— Task description —
Your task is to repeat exactly the lines below between the line holding "if out.len() >= expected" and the line holding "if out.len() != expected", inclusive, and only those.

◆ ◆ ◆ ◆ ◆ ◆ ◆

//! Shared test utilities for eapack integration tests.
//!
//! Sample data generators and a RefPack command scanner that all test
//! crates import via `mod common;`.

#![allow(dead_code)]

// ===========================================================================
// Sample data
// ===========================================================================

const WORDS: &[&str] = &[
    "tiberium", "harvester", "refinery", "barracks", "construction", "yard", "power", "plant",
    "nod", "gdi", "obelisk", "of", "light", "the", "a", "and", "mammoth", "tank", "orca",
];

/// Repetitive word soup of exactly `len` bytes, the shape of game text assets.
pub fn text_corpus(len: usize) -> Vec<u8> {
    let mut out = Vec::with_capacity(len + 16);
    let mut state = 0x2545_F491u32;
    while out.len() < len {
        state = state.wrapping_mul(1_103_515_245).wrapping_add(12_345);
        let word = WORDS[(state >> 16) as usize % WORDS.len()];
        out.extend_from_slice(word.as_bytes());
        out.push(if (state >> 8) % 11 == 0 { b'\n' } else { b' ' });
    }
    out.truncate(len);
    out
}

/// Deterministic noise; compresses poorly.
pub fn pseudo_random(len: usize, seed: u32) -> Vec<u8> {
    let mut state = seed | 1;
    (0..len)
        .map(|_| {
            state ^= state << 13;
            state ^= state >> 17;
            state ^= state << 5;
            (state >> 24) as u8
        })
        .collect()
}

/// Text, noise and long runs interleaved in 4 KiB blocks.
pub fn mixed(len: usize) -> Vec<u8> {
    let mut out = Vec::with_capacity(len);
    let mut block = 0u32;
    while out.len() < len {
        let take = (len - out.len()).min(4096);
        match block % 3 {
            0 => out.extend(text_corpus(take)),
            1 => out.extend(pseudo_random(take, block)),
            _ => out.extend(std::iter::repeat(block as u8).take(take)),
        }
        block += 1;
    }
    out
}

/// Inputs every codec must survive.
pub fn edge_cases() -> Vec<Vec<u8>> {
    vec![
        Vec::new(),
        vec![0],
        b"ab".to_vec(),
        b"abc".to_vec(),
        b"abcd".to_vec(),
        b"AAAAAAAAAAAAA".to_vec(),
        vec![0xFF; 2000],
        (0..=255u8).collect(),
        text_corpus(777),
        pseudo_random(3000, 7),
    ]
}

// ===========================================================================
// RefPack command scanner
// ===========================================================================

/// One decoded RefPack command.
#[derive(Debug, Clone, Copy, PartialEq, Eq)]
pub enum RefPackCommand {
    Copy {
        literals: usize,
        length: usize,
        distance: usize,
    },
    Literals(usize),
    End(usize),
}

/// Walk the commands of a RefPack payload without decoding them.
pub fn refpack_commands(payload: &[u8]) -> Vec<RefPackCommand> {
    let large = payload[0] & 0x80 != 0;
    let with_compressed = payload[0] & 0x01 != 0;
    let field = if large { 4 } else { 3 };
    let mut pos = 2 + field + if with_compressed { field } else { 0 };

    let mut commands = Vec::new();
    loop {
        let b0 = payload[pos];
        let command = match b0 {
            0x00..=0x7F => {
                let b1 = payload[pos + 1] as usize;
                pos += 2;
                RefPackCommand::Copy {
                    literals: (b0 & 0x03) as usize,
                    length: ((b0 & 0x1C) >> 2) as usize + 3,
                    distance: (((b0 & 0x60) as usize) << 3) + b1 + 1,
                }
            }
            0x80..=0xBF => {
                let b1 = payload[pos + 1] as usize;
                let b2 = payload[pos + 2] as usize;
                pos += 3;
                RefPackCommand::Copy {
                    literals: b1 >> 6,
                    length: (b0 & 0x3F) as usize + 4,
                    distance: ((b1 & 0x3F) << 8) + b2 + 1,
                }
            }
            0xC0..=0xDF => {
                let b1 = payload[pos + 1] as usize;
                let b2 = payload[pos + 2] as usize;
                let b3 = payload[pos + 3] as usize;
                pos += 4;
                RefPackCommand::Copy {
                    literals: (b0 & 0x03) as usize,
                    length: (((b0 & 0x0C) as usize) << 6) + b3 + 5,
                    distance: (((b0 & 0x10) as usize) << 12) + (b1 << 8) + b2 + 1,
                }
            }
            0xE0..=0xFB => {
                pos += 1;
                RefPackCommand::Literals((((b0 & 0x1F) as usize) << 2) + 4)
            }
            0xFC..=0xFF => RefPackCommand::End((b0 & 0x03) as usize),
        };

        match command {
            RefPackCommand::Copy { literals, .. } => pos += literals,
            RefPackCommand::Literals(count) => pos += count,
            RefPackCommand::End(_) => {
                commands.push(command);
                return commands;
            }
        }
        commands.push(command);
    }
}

◆ ◆ ◆ ◆ ◆ ◆ ◆

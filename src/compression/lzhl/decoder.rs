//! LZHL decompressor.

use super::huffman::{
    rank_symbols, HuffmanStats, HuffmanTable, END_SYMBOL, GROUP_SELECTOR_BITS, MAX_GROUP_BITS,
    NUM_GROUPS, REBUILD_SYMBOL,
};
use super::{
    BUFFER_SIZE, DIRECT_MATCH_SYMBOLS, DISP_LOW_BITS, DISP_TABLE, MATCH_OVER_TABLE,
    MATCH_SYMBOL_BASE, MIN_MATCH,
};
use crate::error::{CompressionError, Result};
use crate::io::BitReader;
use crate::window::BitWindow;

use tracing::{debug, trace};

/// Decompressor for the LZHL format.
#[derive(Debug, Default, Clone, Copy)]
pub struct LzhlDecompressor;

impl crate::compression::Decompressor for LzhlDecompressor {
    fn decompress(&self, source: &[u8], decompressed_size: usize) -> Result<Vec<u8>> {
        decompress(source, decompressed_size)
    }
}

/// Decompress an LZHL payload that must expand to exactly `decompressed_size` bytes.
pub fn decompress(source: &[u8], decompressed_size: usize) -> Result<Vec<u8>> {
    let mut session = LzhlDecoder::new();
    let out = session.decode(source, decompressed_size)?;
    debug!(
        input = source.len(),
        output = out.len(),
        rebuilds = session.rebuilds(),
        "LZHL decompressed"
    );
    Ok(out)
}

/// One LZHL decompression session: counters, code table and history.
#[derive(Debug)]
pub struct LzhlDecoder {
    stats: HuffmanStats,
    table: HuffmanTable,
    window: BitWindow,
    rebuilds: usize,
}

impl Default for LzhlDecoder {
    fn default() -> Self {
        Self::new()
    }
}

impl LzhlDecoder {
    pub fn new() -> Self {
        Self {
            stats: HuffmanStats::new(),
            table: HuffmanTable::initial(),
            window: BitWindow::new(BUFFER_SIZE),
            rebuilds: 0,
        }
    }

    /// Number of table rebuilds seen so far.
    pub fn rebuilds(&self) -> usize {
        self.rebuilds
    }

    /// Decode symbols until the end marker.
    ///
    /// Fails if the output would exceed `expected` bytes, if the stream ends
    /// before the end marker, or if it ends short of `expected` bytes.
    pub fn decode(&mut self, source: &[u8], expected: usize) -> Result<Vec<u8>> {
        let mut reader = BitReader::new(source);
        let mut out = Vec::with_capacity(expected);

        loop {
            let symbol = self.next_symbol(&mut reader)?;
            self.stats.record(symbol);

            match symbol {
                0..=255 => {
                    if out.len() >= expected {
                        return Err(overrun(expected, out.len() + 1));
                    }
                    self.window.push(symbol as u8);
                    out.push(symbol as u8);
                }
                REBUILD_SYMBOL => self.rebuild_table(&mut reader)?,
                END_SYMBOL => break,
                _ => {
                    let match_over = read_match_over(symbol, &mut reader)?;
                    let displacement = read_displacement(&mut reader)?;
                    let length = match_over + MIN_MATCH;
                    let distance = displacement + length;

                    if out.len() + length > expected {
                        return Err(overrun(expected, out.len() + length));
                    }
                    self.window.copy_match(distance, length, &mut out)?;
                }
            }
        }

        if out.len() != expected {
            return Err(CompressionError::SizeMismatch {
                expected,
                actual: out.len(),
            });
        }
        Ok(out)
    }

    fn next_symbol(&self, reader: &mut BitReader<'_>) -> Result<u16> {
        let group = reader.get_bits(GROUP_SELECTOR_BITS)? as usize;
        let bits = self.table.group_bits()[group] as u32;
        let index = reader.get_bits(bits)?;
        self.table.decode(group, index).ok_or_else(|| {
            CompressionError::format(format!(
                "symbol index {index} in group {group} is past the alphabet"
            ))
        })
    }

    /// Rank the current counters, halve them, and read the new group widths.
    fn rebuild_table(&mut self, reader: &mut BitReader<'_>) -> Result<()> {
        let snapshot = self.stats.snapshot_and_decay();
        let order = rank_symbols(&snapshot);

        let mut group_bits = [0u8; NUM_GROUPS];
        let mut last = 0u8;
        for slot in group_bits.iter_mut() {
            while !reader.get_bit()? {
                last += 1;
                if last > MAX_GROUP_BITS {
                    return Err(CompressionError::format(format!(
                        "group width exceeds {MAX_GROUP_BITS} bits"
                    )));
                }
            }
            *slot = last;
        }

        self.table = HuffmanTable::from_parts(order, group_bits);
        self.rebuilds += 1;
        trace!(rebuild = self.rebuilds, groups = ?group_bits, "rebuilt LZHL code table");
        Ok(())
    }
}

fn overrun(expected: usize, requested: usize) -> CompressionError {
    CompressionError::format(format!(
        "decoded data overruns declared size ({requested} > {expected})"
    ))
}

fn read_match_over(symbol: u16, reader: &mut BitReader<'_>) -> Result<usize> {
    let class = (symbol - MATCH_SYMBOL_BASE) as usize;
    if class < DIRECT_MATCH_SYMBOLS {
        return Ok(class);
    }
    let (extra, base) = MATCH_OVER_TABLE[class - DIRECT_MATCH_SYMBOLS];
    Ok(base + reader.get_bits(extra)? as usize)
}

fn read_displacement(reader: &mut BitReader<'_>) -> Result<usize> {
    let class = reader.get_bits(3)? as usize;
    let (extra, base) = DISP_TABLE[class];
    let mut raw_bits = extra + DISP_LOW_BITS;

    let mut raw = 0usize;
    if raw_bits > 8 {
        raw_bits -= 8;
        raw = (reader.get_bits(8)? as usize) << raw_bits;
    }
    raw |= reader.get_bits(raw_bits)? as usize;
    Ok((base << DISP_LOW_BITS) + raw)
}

◆ ◆ ◆ ◆ ◆ ◆ ◆

— Answer box —
                    if out.len() >= expected {
                        return Err(overrun(expected, out.len() + 1));
                    }
                    self.window.push(symbol as u8);
                    out.push(symbol as u8);
                }
                REBUILD_SYMBOL => self.rebuild_table(&mut reader)?,
                END_SYMBOL => break,
                _ => {
                    let match_over = read_match_over(symbol, &mut reader)?;
                    let displacement = read_displacement(&mut reader)?;
                    let length = match_over + MIN_MATCH;
                    let distance = displacement + length;

                    if out.len() + length > expected {
                        return Err(overrun(expected, out.len() + length));
                    }
                    self.window.copy_match(distance, length, &mut out)?;
                }
            }
        }

        if out.len() != expected {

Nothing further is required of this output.